I agree with what @splik said in terms of there being no concise resource that you can simply read and understand how to document and why disposition decisions are made. You will become more familiar with these things as you progress through your training. As a mid-year PGY-1, my hope has a supervising attending would be that you can accurately document the information that you obtain in the interview (and complete your interview accordingly), you can come up with a reasonable assessment with a differential diagnosis, and you can come up with an initial plan for management and explain to me why you did what you did. Your assessment and plan may not be perfect, but my hope would be that you at least have a rational train of thought for your proposed plan. The information you obtain in the interview should support your working and differential diagnosis, and your plan should make sense based on what you think is going on. If you think someone is acutely psychotic and likely has an underlying psychotic disorder, I hope to see in your plan that you are starting an antipsychotic, not an antidepressant or a mood stabilizer, for example.
 
Can’t figure out whom to admit and whom to discharge.

I like the old adage "If they want to be admitted, they probably don't need it. If they don't want admission, they probably need it."

On a more serious note, keep it basic. When it comes down to it, there's only a few reasons to admit 95% of patients.

1) They're a direct risk to themselves d/t a (treatable) mental illness
2) They're a direct risk to others d/t a (treatable) mental illness
3) They're an indirect risk to themselves because they lack the ability to keep themselves alive d/t a (treatable) mental illness

The first two are pretty self-explanatory. Are they altered enough to be a threat and you can do something about it? Admit them. Are the a threat simply because they're antisocial? Don't admit them (but make sure you're documenting why they can't be treated). The tricky parts are knowing the local laws or facility policies that can effect this. Whisper the word suicide at my VA and you're getting admitted (oftentimes even when you're not suicidal). Substance detox will muddy the waters (though it shouldn't), so ask your attendings about this.

The third one is when things can get tricky. How do you gauge whether they can adequately care for themselves and if it is d/t treatable mental illness? Get collateral if possible. Hasn't bathed in 3 weeks and is only eating/drinking olive oil (actual patient)? Admit them. Only bathing once a week, but still able to feed themselves and not has housing, probably not going to admit unless one of the first two is true. Are they so disorganized you can't even get an appropriate answer out of them and can't get collateral? Admit them.

It's also important to get good at assessing capacity for those patients who would benefit from admission but refuse. If the olive oil guy can hold a completely appropriate conversation, explain why he is doing what he is doing, and can tell you the risks of doing this, it's going to be a lot harder to involuntarily admit them than the guy who can't even string a coherent sentence together.

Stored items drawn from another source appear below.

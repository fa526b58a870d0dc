//! # Porter Configuration System
//!
//! Recognized options for naming, queue provisioning, polling and error
//! propagation. Values are loaded in layers by [`ConfigManager`]: defaults,
//! an optional configuration file, then `PORTER__*` environment variables.
//!
//! ## Usage
//!
//! ```rust,no_run
//! use porter_core::config::{ConfigManager, PorterConfig};
//!
//! # fn main() -> Result<(), Box<dyn std::error::Error>> {
//! let manager = ConfigManager::load()?;
//! let config: &PorterConfig = manager.config();
//! println!("polling every {:?}", config.polling_interval());
//! # Ok(())
//! # }
//! ```

pub mod error;
pub mod loader;

use serde::{Deserialize, Serialize};
use std::time::Duration;

use crate::constants;
use crate::naming::TopicNameOverride;

pub use error::ConfigurationError;
pub use loader::ConfigManager;

/// Naming inputs used to derive topic and queue identities
#[derive(Debug, Clone, Default, PartialEq, Eq, Deserialize, Serialize)]
pub struct TopicNameConfig {
    pub prefix: String,
    pub suffix: String,
    pub source: String,
}

impl TopicNameConfig {
    /// Apply a per-call override. Only prefix and suffix can change, never the source.
    pub fn from_override(&self, name_override: Option<&TopicNameOverride>) -> Self {
        Self {
            source: self.source.clone(),
            prefix: name_override
                .and_then(|o| o.prefix.clone())
                .unwrap_or_else(|| self.prefix.clone()),
            suffix: name_override
                .and_then(|o| o.suffix.clone())
                .unwrap_or_else(|| self.suffix.clone()),
        }
    }
}

/// Root configuration
#[derive(Debug, Clone, PartialEq, Deserialize, Serialize)]
#[serde(default)]
pub struct PorterConfig {
    /// Naming prefix applied to topics and queues
    pub prefix: String,
    /// Naming suffix applied to topics and queues
    pub suffix: String,
    /// Name of the consuming application, part of every queue name
    pub source: String,
    /// Application name for resource tags (defaults to `source`)
    pub app_name: Option<String>,
    /// Batch size of a single receive call
    pub queue_max_receive_count: u32,
    /// Receive count after which the backend moves a message to its dead-letter queue
    pub retries_before_dead_letter: u32,
    /// Alias of the encryption key used for new resources
    pub pub_key: String,
    pub message_retention_days: u32,
    /// Visibility timeout and default consume timeout
    pub message_timeout_seconds: u32,
    /// Publish-side delivery delay
    pub message_delay_seconds: u32,
    pub polling_interval_seconds: f64,
    /// Receive wait time; must not exceed the polling interval
    pub long_polling_wait_seconds: u32,
    /// Backend endpoint override
    pub service_url: Option<String>,
    pub localstack: bool,
    pub auto_create_new_topic: bool,
    /// Propagate dispatch and polling failures to the process
    pub raise_exceptions: bool,
    pub region: String,
    pub queue_ready_timeout_seconds: u64,
    pub queue_ready_poll_interval_millis: u64,
}

impl Default for PorterConfig {
    fn default() -> Self {
        Self {
            prefix: String::new(),
            suffix: String::new(),
            source: String::new(),
            app_name: None,
            queue_max_receive_count: 5,
            retries_before_dead_letter: 3,
            pub_key: "alias/PubSubKey".to_string(),
            message_retention_days: 7,
            message_timeout_seconds: 30,
            message_delay_seconds: 0,
            polling_interval_seconds: 5.0,
            long_polling_wait_seconds: 0,
            service_url: None,
            localstack: false,
            auto_create_new_topic: true,
            raise_exceptions: false,
            region: "us-east-1".to_string(),
            queue_ready_timeout_seconds: constants::DEFAULT_QUEUE_READY_TIMEOUT.as_secs(),
            queue_ready_poll_interval_millis: constants::DEFAULT_QUEUE_READY_POLL_INTERVAL
                .as_millis() as u64,
        }
    }
}

impl PorterConfig {
    /// Configuration with the given source name and defaults for everything else
    pub fn with_source(source: impl Into<String>) -> Self {
        Self {
            source: source.into(),
            ..Self::default()
        }
    }

    /// Validate configuration for consistency and required fields
    pub fn validate(&self) -> Result<(), ConfigurationError> {
        if self.source.trim().is_empty() {
            return Err(ConfigurationError::missing_required_field(
                "source",
                "naming configuration",
            ));
        }

        if self.queue_max_receive_count == 0 {
            return Err(ConfigurationError::invalid_value(
                "queue_max_receive_count",
                "0",
                "batch size must be greater than 0",
            ));
        }

        if self.retries_before_dead_letter == 0 {
            return Err(ConfigurationError::invalid_value(
                "retries_before_dead_letter",
                "0",
                "redrive threshold must be greater than 0",
            ));
        }

        if !(self.polling_interval_seconds.is_finite() && self.polling_interval_seconds > 0.0) {
            return Err(ConfigurationError::invalid_value(
                "polling_interval_seconds",
                self.polling_interval_seconds.to_string(),
                "polling interval must be a positive number of seconds",
            ));
        }

        if self.polling_interval() < self.long_polling_wait() {
            return Err(ConfigurationError::PollingIntervalTooShort {
                topic: "<default>".to_string(),
                polling_interval_seconds: self.polling_interval_seconds,
                long_polling_wait_seconds: self.long_polling_wait_seconds,
            });
        }

        Ok(())
    }

    /// Naming inputs without overrides
    pub fn naming(&self) -> TopicNameConfig {
        TopicNameConfig {
            prefix: self.prefix.clone(),
            suffix: self.suffix.clone(),
            source: self.source.clone(),
        }
    }

    /// Naming inputs with a per-call override applied
    pub fn naming_with(&self, name_override: Option<&TopicNameOverride>) -> TopicNameConfig {
        self.naming().from_override(name_override)
    }

    /// Application name used in resource tags
    pub fn app_name(&self) -> &str {
        self.app_name.as_deref().unwrap_or(&self.source)
    }

    pub fn polling_interval(&self) -> Duration {
        Duration::from_secs_f64(self.polling_interval_seconds.max(0.0))
    }

    pub fn long_polling_wait(&self) -> Duration {
        Duration::from_secs(u64::from(self.long_polling_wait_seconds))
    }

    pub fn message_timeout(&self) -> Duration {
        Duration::from_secs(u64::from(self.message_timeout_seconds))
    }

    pub fn message_delay(&self) -> Duration {
        Duration::from_secs(u64::from(self.message_delay_seconds))
    }

    pub fn message_retention(&self) -> Duration {
        Duration::from_secs(u64::from(self.message_retention_days) * 24 * 60 * 60)
    }

    pub fn queue_ready_timeout(&self) -> Duration {
        Duration::from_secs(self.queue_ready_timeout_seconds)
    }

    pub fn queue_ready_poll_interval(&self) -> Duration {
        Duration::from_millis(self.queue_ready_poll_interval_millis)
    }
}

#[cfg(test)]
mod tests {
    use super::*;

    #[test]
    fn test_defaults_match_documented_values() {
        let config = PorterConfig::default();
        assert_eq!(config.queue_max_receive_count, 5);
        assert_eq!(config.retries_before_dead_letter, 3);
        assert_eq!(config.message_timeout(), Duration::from_secs(30));
        assert_eq!(config.polling_interval(), Duration::from_secs(5));
        assert!(config.auto_create_new_topic);
        assert!(!config.raise_exceptions);
        assert_eq!(config.region, "us-east-1");
    }

    #[test]
    fn test_validate_requires_source() {
        let config = PorterConfig::default();
        assert!(matches!(
            config.validate(),
            Err(ConfigurationError::MissingRequiredField { .. })
        ));
        assert!(PorterConfig::with_source("orders").validate().is_ok());
    }

    #[test]
    fn test_validate_rejects_long_poll_above_polling_interval() {
        let config = PorterConfig {
            polling_interval_seconds: 1.0,
            long_polling_wait_seconds: 10,
            ..PorterConfig::with_source("orders")
        };
        assert!(matches!(
            config.validate(),
            Err(ConfigurationError::PollingIntervalTooShort { .. })
        ));
    }

    #[test]
    fn test_override_keeps_source() {
        let config = PorterConfig {
            prefix: "pre".to_string(),
            suffix: "suf".to_string(),
            ..PorterConfig::with_source("billing")
        };
        let name_override = TopicNameOverride::default().with_prefix("other");
        let naming = config.naming_with(Some(&name_override));

        assert_eq!(naming.prefix, "other");
        assert_eq!(naming.suffix, "suf");
        assert_eq!(naming.source, "billing");
    }

    #[test]
    fn test_app_name_falls_back_to_source() {
        let mut config = PorterConfig::with_source("billing");
        assert_eq!(config.app_name(), "billing");
        config.app_name = Some("billing-api".to_string());
        assert_eq!(config.app_name(), "billing-api");
    }
}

The other 5% of patients are either administrative/social admits or the very rare "wtf is going on?" patient when they're fine with admission. These include patients going to a substance or other specialized program in 3-4 days who you want to keep safe until then/detox, patients who have MH problems and don't feel safe at home (sometimes d/t their own mood, sometimes d/t someone else threatening them) until you can get them somewhere safe, or "the rocks" aka patients with significant MH waiting placement. In terms of the last one, these patients often tie your hands because you just can't safely d/c them but the resources they need aren't readily available, I see these more at the VA than anywhere else.

There's always caveats and exceptions to the above, but if you stick to the 3 rules above, you'll do fine with most patients. These can also vary depending on what other resources your area has available for patients (having good IOP/PHP programs around is helpful for keeping chronic self-harm patients out of the inpatient unit).